BEGIN

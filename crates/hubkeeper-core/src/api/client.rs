//! Client for the GitHub REST identity endpoint.
//!
//! Used both to sign in straight against GitHub and to validate personal
//! access tokens before they are adopted.

use std::collections::BTreeSet;

use chrono::{DateTime, Utc};
use reqwest::{header, Client};
use serde::Deserialize;
use serde_json::Value;
use tracing::debug;

use crate::models::GitHubAccount;

use super::Failure;

/// Response header listing the scopes granted to the token
const OAUTH_SCOPES_HEADER: &str = "x-oauth-scopes";

const GITHUB_ACCEPT: &str = "application/vnd.github+json";

#[derive(Debug, Deserialize)]
struct UserResponse {
    id: Option<Value>,
    login: Option<String>,
    name: Option<String>,
    node_id: Option<String>,
    avatar_url: Option<String>,
    created_at: Option<DateTime<Utc>>,
    updated_at: Option<DateTime<Utc>>,
}

/// The account a token belongs to, with the scopes it carries.
#[derive(Debug, Clone, PartialEq)]
pub struct AuthenticatedUser {
    pub account: GitHubAccount,
    pub scopes: BTreeSet<String>,
}

/// Parse an `x-oauth-scopes` header value into a set.
///
/// Entries are comma-separated; surrounding whitespace and empty entries are dropped.
pub fn parse_scopes(header: &str) -> BTreeSet<String> {
    header
        .split(',')
        .map(str::trim)
        .filter(|s| !s.is_empty())
        .map(str::to_string)
        .collect()
}

/// GitHub API client.
/// Clone is cheap - reqwest::Client uses Arc internally for connection pooling.
#[derive(Clone)]
pub struct GitHubClient {
    client: Client,
    base_url: String,
    token: Option<String>,
}

impl GitHubClient {
    pub fn new(client: Client, base_url: impl Into<String>) -> Self {
        Self {
            client,
            base_url: base_url.into().trim_end_matches('/').to_string(),
            token: None,
        }
    }

    /// Create a new GitHubClient with the given token, sharing the connection pool.
    pub fn with_token(&self, token: impl Into<String>) -> Self {
        Self {
            client: self.client.clone(),
            base_url: self.base_url.clone(),
            token: Some(token.into()),
        }
    }

    pub fn token(&self) -> Option<&str> {
        self.token.as_deref()
    }

    pub fn base_url(&self) -> &str {
        &self.base_url
    }

    fn auth_headers(&self) -> Result<header::HeaderMap, Failure> {
        let mut headers = header::HeaderMap::new();
        headers.insert(header::ACCEPT, header::HeaderValue::from_static(GITHUB_ACCEPT));
        if let Some(ref token) = self.token {
            headers.insert(
                header::AUTHORIZATION,
                header::HeaderValue::from_str(&format!("token {}", token))
                    .map_err(|_| Failure::validation("Token contains invalid characters"))?,
            );
        }
        Ok(headers)
    }

    /// Check if response is successful, returning an error with body if not.
    async fn check_response(response: reqwest::Response) -> Result<reqwest::Response, Failure> {
        if response.status().is_success() {
            Ok(response)
        } else {
            let status = response.status();
            let body = response.text().await.unwrap_or_default();
            Err(Failure::from_status(status, &body))
        }
    }

    /// `GET /user` for the client's token.
    pub async fn fetch_authenticated_user(&self) -> Result<AuthenticatedUser, Failure> {
        let url = format!("{}/user", self.base_url);

        let response = self
            .client
            .get(&url)
            .headers(self.auth_headers()?)
            .send()
            .await?;

        let response = Self::check_response(response).await?;

        let scopes = response
            .headers()
            .get(OAUTH_SCOPES_HEADER)
            .and_then(|v| v.to_str().ok())
            .map(parse_scopes)
            .unwrap_or_default();

        let body: UserResponse = response
            .json()
            .await
            .map_err(|_| Failure::protocol("Invalid response from GitHub API"))?;

        let id = body.id.as_ref().and_then(Value::as_i64);
        let login = body.login.filter(|l| !l.is_empty());
        let (Some(id), Some(login)) = (id, login) else {
            return Err(Failure::protocol("Invalid response from GitHub API"));
        };

        debug!(github_id = id, scopes = scopes.len(), "Fetched authenticated GitHub user");

        Ok(AuthenticatedUser {
            account: GitHubAccount {
                id,
                node_id: body.node_id.unwrap_or_default(),
                login,
                name: body.name,
                avatar_url: body.avatar_url.unwrap_or_default(),
                created_at: body.created_at,
                updated_at: body.updated_at,
            },
            scopes,
        })
    }
}

#[cfg(test)]
mod tests {
    use super::*;
    use mockito::Server;

    #[test]
    fn test_parse_scopes() {
        assert_eq!(
            parse_scopes("repo, read:org ,user"),
            BTreeSet::from(["repo".to_string(), "read:org".to_string(), "user".to_string()])
        );
        assert!(parse_scopes("").is_empty());
        assert!(parse_scopes(" , ,").is_empty());
        assert_eq!(parse_scopes("repo,,repo").len(), 1);
    }

    #[tokio::test]
    async fn test_fetch_authenticated_user_uses_token_scheme() {
        let mut server = Server::new_async().await;
        let mock = server
            .mock("GET", "/user")
            .match_header("authorization", "token ghp_abc")
            .with_status(200)
            .with_header("x-oauth-scopes", "repo, notifications")
            .with_body(r#"{"id": 583231, "login": "octocat", "node_id": "MDQ6VXNlcjU4MzIzMQ==", "name": "The Octocat", "avatar_url": "https://a/u/1", "created_at": "2011-01-25T18:44:36Z", "updated_at": "2024-01-01T00:00:00Z"}"#)
            .create_async()
            .await;

        let client = GitHubClient::new(Client::new(), server.url()).with_token("ghp_abc");
        let user = client.fetch_authenticated_user().await.expect("user");
        assert_eq!(user.account.id, 583231);
        assert_eq!(user.account.login, "octocat");
        assert!(user.scopes.contains("repo"));
        assert!(user.scopes.contains("notifications"));
        mock.assert_async().await;
    }

    #[tokio::test]
    async fn test_fetch_authenticated_user_rejects_incomplete_body() {
        let mut server = Server::new_async().await;
        server
            .mock("GET", "/user")
            .with_status(200)
            .with_body(r#"{"id": "583231", "login": "octocat"}"#)
            .create_async()
            .await;

        let client = GitHubClient::new(Client::new(), server.url()).with_token("t");
        let err = client.fetch_authenticated_user().await.expect_err("non numeric id");
        assert_eq!(err.to_string(), "Invalid response from GitHub API");
    }

    #[tokio::test]
    async fn test_fetch_authenticated_user_maps_status() {
        let mut server = Server::new_async().await;
        server
            .mock("GET", "/user")
            .with_status(401)
            .with_body(r#"{"message": "Bad credentials"}"#)
            .create_async()
            .await;

        let client = GitHubClient::new(Client::new(), server.url()).with_token("t");
        let err = client.fetch_authenticated_user().await.expect_err("401");
        assert!(matches!(err, Failure::Http { status: 401, .. }));
    }
}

END

Read through the material above, and whenever a line contains "protocol", copy it.

■ **Problem solution**:
            .map_err(|_| Failure::protocol("Invalid response from GitHub API"))?;
            return Err(Failure::protocol("Invalid response from GitHub API"));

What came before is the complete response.